Nvidia posts $81.6 billion quarter, guides Nvda to $91 billion
nvda reported fiscal first-quarter revenue of $81.6 billion for the period ended April 26, 2026, up 85% year over year. It also said fiscal second-quarter revenue should be about $91 billion. Jensen Huang said demand has gone parabolic, even as the company is still leaning on a market where China now contributes nothing to the current-quarter outlook.
Data center drives Nvda
Data center revenue rose 92% year over year to $75.2 billion. That category accounted for more than 90% of total sales, which means the quarter was still driven mostly by the same AI infrastructure buyers that have powered Nvidia’s surge for the last several quarters.
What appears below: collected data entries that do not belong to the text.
// src/models/auth.rs

use chrono::{DateTime, Utc};
use serde::{Deserialize, Serialize};
use sqlx::FromRow;
use uuid::Uuid;
use validator::Validate;

// Papel do usuário: controla TODA a autorização do sistema.
// Enum fechado de propósito: nada de checagem dinâmica de atributos.
#[derive(Debug, Clone, Copy, PartialEq, Eq, Serialize, Deserialize, sqlx::Type)]
#[sqlx(type_name = "user_role", rename_all = "UPPERCASE")]
#[serde(rename_all = "UPPERCASE")]
pub enum Role {
    Manager,
    Agent,
}

// Representa um usuário vindo do banco de dados
#[derive(Debug, Clone, Serialize, FromRow)]
pub struct User {
    pub id: Uuid,
    pub username: String,
    pub email: String,

    #[serde(skip_serializing)] // IMPORTANTE para segurança
    pub password_hash: String,

    pub role: Role,

    pub created_at: DateTime<Utc>,
    pub updated_at: DateTime<Utc>,
}

impl User {
    pub fn is_manager(&self) -> bool {
        self.role == Role::Manager
    }

    pub fn is_agent(&self) -> bool {
        self.role == Role::Agent
    }
}

// Dados para registro de um novo usuário
#[derive(Debug, Deserialize, Validate)]
pub struct RegisterUserPayload {
    #[validate(length(min = 1, max = 150, message = "Username is required"))]
    pub username: String,
    #[validate(email(message = "Invalid email address"))]
    pub email: String,
    #[validate(length(min = 6, message = "Password must be at least 6 characters"))]
    pub password: String,
    pub role: Role,
}

// Dados para login
#[derive(Debug, Deserialize, Validate)]
pub struct LoginUserPayload {
    #[validate(length(min = 1, message = "Username is required"))]
    pub username: String,
    #[validate(length(min = 1, message = "Password is required"))]
    pub password: String,
}

// Resposta de autenticação com o token
#[derive(Debug, Serialize)]
pub struct AuthResponse {
    pub token: String,
}

// Estrutura de dados ("claims") dentro do JWT
#[derive(Debug, Serialize, Deserialize)]
pub struct Claims {
    pub sub: Uuid,  // Subject (ID do usuário)
    pub exp: usize, // Expiration time (quando o token expira)
    pub iat: usize, // Issued At (quando o token foi criado)
}
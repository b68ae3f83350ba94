// src/handlers/audit.rs
//
// Listagem da trilha de auditoria (somente leitura). Valores old/new saem
// na forma de exibição: cortados em 65 caracteres, travessão quando vazios.

use axum::{
    Json,
    extract::{Query, State},
    response::IntoResponse,
};
use chrono::{DateTime, NaiveDate, Utc};
use serde::Deserialize;
use serde_json::json;
use uuid::Uuid;

use crate::{
    common::{error::AppError, pagination::Pagination},
    config::AppState,
    db::audit_repo::AuditFilter,
    middleware::auth::AuthenticatedUser,
    services::access,
};

#[derive(Debug, Deserialize)]
pub struct AuditListQuery {
    pub user: Option<Uuid>,
    pub model: Option<String>,
    pub action: Option<String>,
    pub date_from: Option<String>,
    pub date_to: Option<String>,
    pub page: Option<u32>,
    pub rows: Option<u32>,
}

/// Aceita RFC3339 completo ou data simples (interpretada como meia-noite UTC).
pub(crate) fn parse_date_bound(raw: &str, field: &str) -> Result<DateTime<Utc>, AppError> {
    if let Ok(dt) = DateTime::parse_from_rfc3339(raw) {
        return Ok(dt.with_timezone(&Utc));
    }
    if let Ok(date) = NaiveDate::parse_from_str(raw, "%Y-%m-%d") {
        return Ok(date.and_hms_opt(0, 0, 0).unwrap_or_default().and_utc());
    }
    Err(AppError::Validation(format!("Invalid {field} format. Use ISO format.")))
}

pub async fn list_audit_entries(
    State(app_state): State<AppState>,
    AuthenticatedUser(user): AuthenticatedUser,
    Query(params): Query<AuditListQuery>,
) -> Result<impl IntoResponse, AppError> {
    let pagination = Pagination::new(params.page, params.rows)?;

    let date_from = params
        .date_from
        .as_deref()
        .map(|raw| parse_date_bound(raw, "date_from"))
        .transpose()?;
    let date_to = params
        .date_to
        .as_deref()
        .map(|raw| parse_date_bound(raw, "date_to"))
        .transpose()?;

    let filter = AuditFilter {
        user: params.user,
        model: params.model,
        action: params.action,
        date_from,
        date_to,
        scope: access::scope_for(&user),
    };

    let total = app_state.audit_repo.count(&filter).await?;
    let offset = pagination.offset(total)?;
    let entries = app_state.audit_repo.list(&filter, pagination.rows, offset).await?;

    let audit_entries: Vec<_> = entries.iter().map(|e| e.to_display()).collect();

    Ok(Json(json!({
        "message": "Audit Trail Fetched Successfully",
        "audit_entries": audit_entries,
        "current_page": pagination.page,
        "last_page": pagination.last_page(total),
        "total": total,
    })))
}

#[cfg(test)]
mod tests {
    use super::*;

    #[test]
    fn plain_date_becomes_utc_midnight() {
        let dt = parse_date_bound("2024-03-10", "date_from").unwrap();
        assert_eq!(dt.to_rfc3339(), "2024-03-10T00:00:00+00:00");
    }

    #[test]
    fn full_rfc3339_is_accepted() {
        let dt = parse_date_bound("2024-03-10T12:30:00-03:00", "date_to").unwrap();
        assert_eq!(dt.to_rfc3339(), "2024-03-10T15:30:00+00:00");
    }

    #[test]
    fn invalid_dates_name_the_field() {
        let err = parse_date_bound("ontem", "date_from").unwrap_err();
        assert!(
            matches!(err, AppError::Validation(ref m) if m == "Invalid date_from format. Use ISO format.")
        );
    }
}
//src/main.rs

use std::net::SocketAddr;

use axum::{
    Router,
    middleware as axum_middleware,
    routing::{get, post},
};
use tokio::net::TcpListener;

mod common;
mod config;
mod db;
mod handlers;
mod middleware;
mod models;
mod services;

use crate::config::AppState;
use crate::middleware::auth::auth_guard;

#[tokio::main]
async fn main() {
    tracing_subscriber::fmt().with_target(false).compact().init();

    // .expect() é bom aqui: se a configuração falhar, a aplicação não deve iniciar.
    let app_state = AppState::new()
        .await
        .expect("Falha ao inicializar o estado da aplicação.");

    // Roda as migrações do SQLx na inicialização
    sqlx::migrate!()
        .run(&app_state.db_pool)
        .await
        .expect("Falha ao rodar as migrações do banco de dados.");

    tracing::info!("✅ Migrações do banco de dados executadas com sucesso!");

    // Rotas de autenticação (públicas)
    let auth_routes = Router::new()
        .route("/register", post(handlers::auth::register))
        .route("/login", post(handlers::auth::login));

    // Rotas de usuário (protegidas pelo middleware)
    let user_routes = Router::new()
        .route("/me", get(handlers::auth::get_me))
        .layer(axum_middleware::from_fn_with_state(
            app_state.clone(),
            auth_guard,
        ));

    // Recursos do CRM, todos atrás do auth_guard
    let crm_routes = Router::new()
        .route(
            "/leads",
            get(handlers::lead::list_leads)
                .post(handlers::lead::create_lead)
                .put(handlers::lead::update_lead)
                .delete(handlers::lead::delete_lead),
        )
        .route("/leads/{id}/summary", get(handlers::lead::lead_summary))
        .route(
            "/contacts",
            get(handlers::contact::list_contacts)
                .post(handlers::contact::create_contact)
                .put(handlers::contact::update_contact)
                .delete(handlers::contact::delete_contact),
        )
        .route(
            "/notes",
            get(handlers::note::list_notes)
                .post(handlers::note::create_note)
                .put(handlers::note::update_note)
                .delete(handlers::note::delete_note),
        )
        .route(
            "/reminders",
            get(handlers::reminder::list_reminders)
                .post(handlers::reminder::create_reminder)
                .put(handlers::reminder::update_reminder)
                .delete(handlers::reminder::delete_reminder),
        )
        .route(
            "/correspondence",
            get(handlers::correspondence::list_correspondence)
                .post(handlers::correspondence::create_correspondence)
                .put(handlers::correspondence::update_correspondence)
                .delete(handlers::correspondence::delete_correspondence),
        )
        .route("/audit", get(handlers::audit::list_audit_entries))
        .route("/dashboard", get(handlers::dashboard::get_dashboard))
        .layer(axum_middleware::from_fn_with_state(
            app_state.clone(),
            auth_guard,
        ));

    // Combina tudo no router principal
    let app = Router::new()
        .route("/api/health", get(|| async { "OK" }))
        .nest("/api/auth", auth_routes)
        .nest("/api/users", user_routes)
        .nest("/api", crm_routes)
        .with_state(app_state);

    // Inicia o servidor
    let addr = "0.0.0.0:3000";
    let listener = TcpListener::bind(addr)
        .await
        .expect("Falha ao iniciar o listener TCP");
    tracing::info!("🚀 Servidor escutando em {}", addr);
    // with_connect_info: o IP do cliente alimenta a trilha de auditoria
    axum::serve(
        listener,
        app.into_make_service_with_connect_info::<SocketAddr>(),
    )
    .await
    .expect("Erro no servidor Axum");
}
Huang said, “Demand has gone parabolic. The reason is simple. Agentic AI has arrived.” The quote matters because it is the clearest signal inside the results that Nvidia sees the current demand wave as broad rather than temporary, and that the company is tying its forecast to a specific shift in how customers are using AI systems.
China and the $91 billion guide
The hard edge in the outlook is China. Nvidia said its second-quarter estimate assumes no data center compute revenue from China, even though China once made up at least a fifth of Nvidia’s data center revenue. The company is still pointing to about $91 billion in sales without that contribution, which suggests U.S. and other non-China buyers are doing the heavy lifting.
That also sets up the main risk around the quarter. Large cloud providers are buying Nvidia chips while also designing their own chips, and AMD is pressing with its own AI accelerators. Nvidia’s revenue base is still growing fast, but the customer set behind it is not standing still.
Blackwell and Rubin targets
Nvidia said its current Blackwell and next-generation Rubin chips could drive about $1 trillion of revenue between 2025 and the end of 2027. A year earlier, it had put that figure at about $500 billion. The company is signaling a much larger internal opportunity, but that is still a target, not booked sales.
Gross margin sat near 75% last quarter, and Nvidia returned about $20 billion to shareholders while authorizing another $80 billion in share repurchases. The stock trades at a price-to-earnings ratio of about 31 and sits about 13% below its all-time high, so investors are already paying for strong execution even though the shares have gone largely sideways for months.
The next question is whether Nvidia can keep translating AI demand into actual shipments at the pace implied by $91 billion in quarterly revenue, especially with China excluded from the forecast and rivals closing in on the same cloud customers.